Pros: Great concept
Cons: Stilted, shallow, and scripted
Rating: 1.5 out of 5
Review book courtesy of Penguin Group.
Visit Bertrice Small’s website.
Annie’s husband Nat died two years ago, and she hasn’t yet moved on. She has five children to take care of—the eldest about to leave for college, and the youngest in kindergarten—and her husband’s insurance certainly wasn’t enough to cover it all. Her parents help out, and her lawyer sister Lizzie is generous to a fault, but Annie is tired of taking so much charity. She’s tired of running herd on five trouble-making children. And she’s tired of never being able to do anything for herself.
Then Annie wins a contest giving her a week’s stay at a special new spa that caters to pampering women. It’s run by the Channel, a mysterious network that delivers women’s fantasies. Annie spends a week exploring the wonders of the Channel, and the delights of pampering, and is stunned when the company offers her a job at the end of it. It seems too good to be true: she works her way up at the spa, gaining prestige, a six-figure salary, a company car, and even a company-provided nanny. She avails herself of her sexy personal assistant and many of the other perks that come with her job. But eventually even she has to wonder about the mysterious Mr. Nicholas, reclusive CEO of the Channel, and his generous nature…
I find myself confused by Bertrice Small’s Dangerous Pleasures. Ms. Small is a best-selling author and award-winner, and the book’s concept sounded interesting. So I was expecting an enjoyable erotic read, and instead was very surprised to find that I really didn’t like the book much at all.
First of all, the entire non-erotic content of the book feels as though it’s provided merely to string together the erotic content. Sometimes it’s shallow and plodding; other times it’s shallow and rushed. It often glosses over anything that might prevent the book from rushing headlong along its pre-determined course. The most blatant instance of this is the Channel itself. Prim, proper, and uptight Annie discovers that a magical remote control can dump her fully into her deepest fantasies, and she doesn’t give it more than a passing thought. The most ridiculous set of coincidences came together to give her the opportunity to take advantage of her spa prize, and yet again, she never gives it another thought beyond “gee, that’s weird.”
The tone of the book is often off. Lizzie arrives near the beginning to take Annie out to lunch on the anniversary of Nat’s death, which supposedly is still horribly traumatic for Annie, and yet as soon as Lizzie arrives the only things that seem to matter are Annie’s makeup and giggling jokes, all thoughts of Nat mysteriously gone so the plot can move forward.

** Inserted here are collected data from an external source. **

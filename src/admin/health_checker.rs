//! `create-http-health-checker`: attach a health checker to a target reference.

use std::sync::Arc;

use crate::admin::params::Parameters;
use crate::admin::AdminCommand;
use crate::error::{AdminError, AdminResult, ObjectKind};
use crate::store::model::HEALTH_CHECKER;
use crate::store::{
    ConfigMutator, ConfigNode, ConfigStore, HealthChecked, HealthChecker, RefKind,
};

pub const NAME: &str = "create-http-health-checker";

/// Creates the health checker of a cluster-ref or server-ref.
///
/// Parameters: `config`, `target`, `kind` (`cluster` or `server`), `url`,
/// `interval`, `timeout`.
pub struct HealthCheckerCommand {
    store: Arc<ConfigStore>,
}

impl HealthCheckerCommand {
    pub fn new(store: Arc<ConfigStore>) -> Self {
        Self { store }
    }
}

impl AdminCommand for HealthCheckerCommand {
    fn name(&self) -> &'static str {
        NAME
    }

    fn execute(&self, params: &Parameters) -> AdminResult<String> {
        let config_name = params.require("config")?;
        let target = params.require("target")?;
        let kind: RefKind = params.parse("kind")?;
        let checker = HealthChecker {
            url: params.require("url")?.to_string(),
            interval_in_seconds: params.parse("interval")?,
            timeout_in_seconds: params.parse("timeout")?,
        };

        let config = self
            .store
            .lb_config(config_name)
            .ok_or_else(|| AdminError::not_found(ObjectKind::LbConfig, config_name))?
            .snapshot();

        let mutator = self.store.mutator();
        let reference = match kind {
            RefKind::Cluster => {
                let node = config
                    .cluster_ref(target)
                    .ok_or_else(|| AdminError::not_found(ObjectKind::ClusterRef, target))?;
                attach(mutator, node, target, checker)?;
                node.key()
            }
            RefKind::Server => {
                let node = config
                    .server_ref(target)
                    .ok_or_else(|| AdminError::not_found(ObjectKind::ServerRef, target))?;
                attach(mutator, node, target, checker)?;
                node.key()
            }
        };

        tracing::info!(reference = %reference, "Created health checker");
        Ok(format!("Health checker created for {}", target))
    }
}

fn attach<T: HealthChecked>(
    mutator: &ConfigMutator,
    node: &ConfigNode<T>,
    target: &str,
    checker: HealthChecker,
) -> AdminResult<()> {
    let exists = || AdminError::AlreadyExists {
        kind: ObjectKind::HealthChecker,
        name: target.to_string(),
    };
    if node.snapshot().health_checker().is_some() {
        return Err(exists());
    }

    let created = mutator.apply(node, |tx| {
        if tx.health_checker().is_some() {
            return Ok(false);
        }
        let child = tx.create_child(HEALTH_CHECKER, target, checker)?;
        tx.set_health_checker(child);
        Ok(true)
    })?;

    if created.value {
        Ok(())
    } else {
        Err(exists())
    }
}
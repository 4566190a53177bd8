//! lb-admin: load balancer reference administration.
//!
//! Loads a domain file into the configuration store, runs one command
//! against it and prints the resulting report as JSON.
//!
//! ```text
//! lb-admin --domain domain.toml create-http-lb-ref cluster1 \
//!     --config lb-config-1 --lbpolicy round-robin --lbenableallinstances
//! ```

use clap::{Args, Parser, Subcommand};
use std::path::PathBuf;
use std::process::ExitCode;
use std::sync::Arc;

use lb_admin::admin::{CommandService, CreateLbRef, CreateLbRefRequest};
use lb_admin::config::load_config;
use lb_admin::observability::logging;
use lb_admin::store::ConfigStore;

#[derive(Parser)]
#[command(name = "lb-admin")]
#[command(about = "Manage load balancer references to clusters and instances", long_about = None)]
struct Cli {
    /// Domain file (TOML) describing clusters, servers and LB configs
    #[arg(short, long, default_value = "domain.toml")]
    domain: PathBuf,

    /// Print the LB configs after the command ran
    #[arg(long)]
    dump: bool,

    #[command(subcommand)]
    command: Commands,
}

#[derive(Subcommand)]
enum Commands {
    /// Add a cluster or standalone instance to a load balancer config
    #[command(name = "create-http-lb-ref")]
    CreateHttpLbRef(CreateHttpLbRefArgs),
}

#[derive(Args)]
struct CreateHttpLbRefArgs {
    /// Cluster or standalone instance
    target: String,

    /// LB config to add the reference to
    #[arg(long)]
    config: Option<String>,

    /// Load balancer whose LB config receives the reference
    #[arg(long)]
    lbname: Option<String>,

    #[arg(long)]
    lbpolicy: Option<String>,

    #[arg(long)]
    lbpolicymodule: Option<String>,

    #[arg(long)]
    healthcheckerurl: Option<String>,

    /// Seconds between health checks
    #[arg(long)]
    healthcheckerinterval: Option<String>,

    /// Seconds before a health check times out
    #[arg(long)]
    healthcheckertimeout: Option<String>,

    #[arg(long)]
    lbenableallinstances: bool,

    #[arg(long)]
    lbenableallapplications: bool,
}

impl From<CreateHttpLbRefArgs> for CreateLbRefRequest {
    fn from(args: CreateHttpLbRefArgs) -> Self {
        Self {
            target: args.target,
            config: args.config,
            lb_name: args.lbname,
            policy: args.lbpolicy,
            policy_module: args.lbpolicymodule,
            health_checker_url: args.healthcheckerurl,
            health_checker_interval: args.healthcheckerinterval,
            health_checker_timeout: args.healthcheckertimeout,
            enable_all_instances: args.lbenableallinstances,
            enable_all_applications: args.lbenableallapplications,
        }
    }
}

#[tokio::main]
async fn main() -> Result<ExitCode, Box<dyn std::error::Error>> {
    let cli = Cli::parse();

    let config = load_config(&cli.domain)?;
    logging::init(&config.admin.log_level);

    tracing::debug!(
        domain = %cli.domain.display(),
        clusters = config.clusters.len(),
        servers = config.servers.len(),
        lb_configs = config.lb_configs.len(),
        "Domain loaded"
    );

    let store = Arc::new(ConfigStore::from_config(&config));
    let runner = CommandService::with_defaults(store.clone()).spawn();

    let report = match cli.command {
        Commands::CreateHttpLbRef(args) => {
            CreateLbRef::new(store.clone(), runner)
                .with_health_checker_defaults(config.admin.health_checker.clone())
                .execute(&args.into())
                .await
        }
    };

    println!("{}", serde_json::to_string_pretty(&report)?);
    if cli.dump {
        println!("{}", serde_json::to_string_pretty(&store.lb_configs())?);
    }

    Ok(if report.is_success() {
        ExitCode::SUCCESS
    } else {
        ExitCode::FAILURE
    })
}
//! Configuration store subsystem.
//!
//! # Data Flow
//! ```text
//! DomainConfig (validated)
//!     → tree.rs (build nodes, index by name)
//!     → ConfigStore (shared via Arc by all commands)
//!
//! On change:
//!     command → mutator.rs apply(node, edit)
//!         → lock node → clone snapshot → edit → validate → vetoers
//!         → publish new snapshot (or drop the staged copy)
//! ```
//!
//! # Design Decisions
//! - Each node is its own unit of atomicity; there are no multi-node
//!   transactions
//! - References are a sum type (`TargetRef`), not a class hierarchy
//! - Nothing here deletes an LB config

pub mod model;
pub mod mutator;
pub mod node;
pub mod tree;

pub use model::{
    Application, ApplicationRef, ApplicationReference, Cluster, ClusterRef, HealthChecked,
    HealthChecker, LbConfig, LoadBalancer, ObjectType, RefKind, Server, ServerRef, TargetRef,
};
pub use mutator::{CommitVeto, ConfigMutator, EditOutcome, Transaction, TransactionFailure};
pub use node::{ConfigNode, NodeKey, PropertyVeto, Validate};
pub use tree::ConfigStore;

The sex scenes are hot, wild, and kinky, but characters toss themselves at each other for little to no reason and with almost no buildup or sense to it all. Again, it’s as though every word that isn’t part of the sex is present merely to get the reader to the next sex scene. And frankly, if that’s all I wanted out of erotica, I’d go read online stories and not bother with something that takes up more than 100 pages and costs money.
Most of the dialogue feels stilted and scripted. Whole conversations seem to serve no purpose other than to justify something to the reader that, in many cases, doesn’t even need to be justified.
“What is that?” she asked her eldest daughter.
“The twins made it for me,” Amy said. “Pineapple, banana, a capsule of omega-three, a raw egg, and a little skim milk. I like it. I have energy all morning.”
“I would worry, except the egg came from Baines Farm, and Grandma always made me an eggnog like that in the morning, minus the omega-three, of course,” Annie said.
That last part by Annie seems wholly unnatural, like a thought she might have that’s spoken out loud solely so that the reader knows she isn’t letting her kid have just any old raw egg (as if its coming from a local farm would mysteriously eliminate any possibility of salmonella, for that matter).
In particular, the dialogue in the first fantasy Annie engages in with the Channel was so ridiculous and stilted it practically made me choke with laughter, which kind of ruins the mood. It doesn’t help that characters change moods and attitudes with little warning and less provocation—usually when needed in order to propel them along the author’s scripted sex scenes.
As individual sex scenes taken alone, this would be fun erotica, the kind of stuff that if I found it online I would think was pretty good for internet material. But as a whole novel, it just doesn’t stand up.
Edited the next day: After being unable to get this book out of my head overnight (and finding I liked it less and less the more I thought about it), I dropped my rating another half a point this morning. The point of view, which was mostly from Annie’s perspective, kept jumping to other people for a paragraph or two at a time, which was incredibly jarring. Annie became a fairly unlikeable character by the end of the book, which made it tough to enjoy anything about that part of the book. And finally, for a concept and some basic ideas that had promise, it was just plain frustrating to see so little done with them.